Existen delitos tan atroces que corresponden a una total negación de los fundamentos mismos de la civilización humana. Tenemos la idea de que estos delitos son cometidos por criminales malignos, de naturaleza perversa, con aspecto siniestro, mirada asesina, feroces, peligrosos, de sonrisa mefistofélica y espíritu luciferino. Un personaje proveniente del mundo de las sombras siniestras. Esta imagen estereotipada del criminal es una muestra de ingenuidad: los criminales capaces de escalofriantes episodios de maldad humana, en nada se distinguen del resto de la población.
En su intento de entender las raíces de la maldad humana, Philip Zimbardo (El efecto Lucifer. El porqué de la maldad. Paidós, 2015) expone cómo los procesos situacionales y los sistemas de poder, es decir, los contextos conductuales, tienen más peso al momento de explicar delitos atroces que cualquier cualidad interna de la persona (biológica, psicológica, genética o patológica). Aún más, sostiene que cualquier acto, aún el más atroz, lo podría llevar a cabo cualquiera de nosotros frente a las mismas fuerzas.
En 1963, Hannah Arendt en su libro Eichmann en Jerusalén: un estudio sobre la banalidad del mal, fue la primera en explicar cómo existen fuerzas que provocan que personas normales cometan actos abominables. En el análisis que realiza del juicio por crímenes de guerra de Adolf Eichmann, llega a su famosa conclusión: “Lo más grave, en el caso de Eichmann, era que hubo muchos hombres como él y que no fueron pervertidos ni sádicos, sino que fueron terriblemente normales (…) esta normalidad resultaba mucho más terrorífica que todas las atrocidades juntas, por cuanto implicaba que este nuevo tipo de delincuente [...] comete sus delitos en circunstancias que le impiden saber que realiza actos de maldad (…) la lección que su larga carrera de maldad nos ha enseñado (es) la terrible banalidad del mal.”
Por eso, como dice Zimbardo, el análisis no se debe centrar en las «manzanas podridas» que se encuentran en el cesto, sino en quiénes tienen el poder de crear el cesto para que una manzana se pudra. Cuando vemos actos atroces cometidos por integrantes del crimen organizado debemos entender que los perpetradores son hombres comunes y corrientes que actúan dentro de un sistema de autoridad criminal muy poderoso y eficiente, capaz de sancionar la desobediencia través de castigos inmediatos e implacables. Lo que explica la obediencia ciega a la autoridad criminal y como ningún integrante de una organización criminal sea capaz de pensar en desobedecer una orden dentro de su cadena de mando, ya no digamos si dicha orden proviene directamente de un capo nivel Dios.

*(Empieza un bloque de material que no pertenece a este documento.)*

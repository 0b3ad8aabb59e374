//! Statistics

mod accumulator;
mod macros;
mod registrar;

pub use accumulator::*;
pub use macros::*;
pub use registrar::*;
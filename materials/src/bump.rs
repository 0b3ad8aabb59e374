//! Bump Shaders

use core::geometry::*;
use core::interaction::*;
use core::material::*;
use core::pbrt::*;

/// Tilts the shading normal by a random amount in the tangent plane, using
/// the sample value as the displacement gradient.
#[derive(Copy, Clone, Debug)]
pub struct JitterBumpShader {
    /// Maximum tangent-plane offset of the perturbed normal.
    amplitude: Float,
}

impl JitterBumpShader {
    /// Create a new `JitterBumpShader`.
    ///
    /// * `amplitude` - Maximum tangent-plane offset of the normal. Clamped to
    ///                 be non-negative.
    pub fn new(amplitude: Float) -> Self {
        Self {
            amplitude: max(amplitude, 0.0),
        }
    }
}

impl BumpShader for JitterBumpShader {
    fn evaluate(&self, point: &mut ShadingPoint, s: Point2f) {
        let basis = *point.shading_basis();
        let du = self.amplitude * (2.0 * s.x - 1.0);
        let dv = self.amplitude * (2.0 * s.y - 1.0);
        let n = basis.normal() + basis.tangent_u() * du + basis.tangent_v() * dv;

        match Basis3f::from_normal_tangent(n, basis.tangent_u()) {
            Ok(bumped) => point.set_shading_basis(bumped),
            Err(e) => warn!("Bump shading skipped: {e}"),
        }
    }
}

// ----------------------------------------------------------------------------
// Tests
// ----------------------------------------------------------------------------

Dentro de este sistema de autoridad criminal, hay que destacar la capacidad que tiene el crimen organizado de “resetear” el sistema de creencias y valores de las personas y provocar la pérdida de los controles cognitivos que normalmente guían la conducta moral de las personas: las limitaciones humanas habituales de la crueldad se diluyen; no hay un análisis de los propios actos en función de sus consecuencias ni sentido del mal; se pierde la sensación de culpa, remordimiento, arrepentimiento o vergüenza por sus actos. Tampoco hay infiernos morales ni sombras ni demonios que les impidan conciliar el sueño: los verdugos siguen su vida aterradoramente normal a pesar de haber llevado a cabo actos abominables. Es como si se produjera un corto circuito en el cerebro que le impide darse cuenta de la magnitud de sus actos.
La obediencia ciega a la autoridad y la pérdida de controles cognitivos, entre otros procesos psicológicos que analiza Zimbardo, hace posible que personas normales acaben realizando actos de gran crueldad: es el Efecto Lucifer.
Ante acontecimientos como los ocurridos en Lagos de Moreno no podemos ser solo observadores pasivos. La inacción manda el mensaje a los perpetradores que existen grupos en la sociedad que aprueban, aunque sólo sea por su silencio, estos actos atroces y los vuelve partícipes del mantenimiento y perpetuación de las condiciones que contribuyen a la reproducción de este tipo de actos. La expresión de Arendt «la banalidad del mal» seguirá resonando en muchas partes de nuestro país en tanto, como sociedad, no pongamos todos nuestro granito de arena para revertir la cultura de la violencia y desmantelar el aparato ideológico que sostiene a las organizaciones criminales.
Necesitamos también reflexionar y entender los procesos estructurales que sostienen estos actos, porque de otra manera no los vamos a poder detener. Entender los procesos que subyacen en las conductas de las personas que realizan actos atroces, no equivale a eximirlos de responsabilidad: los verdugos saben lo que están haciendo y tarde o temprano recibirán su castigo, porque como dice Dostoievski en palabras de Iván Karamazov: “Satanás tiene que existir simplemente para poder castigar por toda la eternidad a quienes realizan actos de maldad”.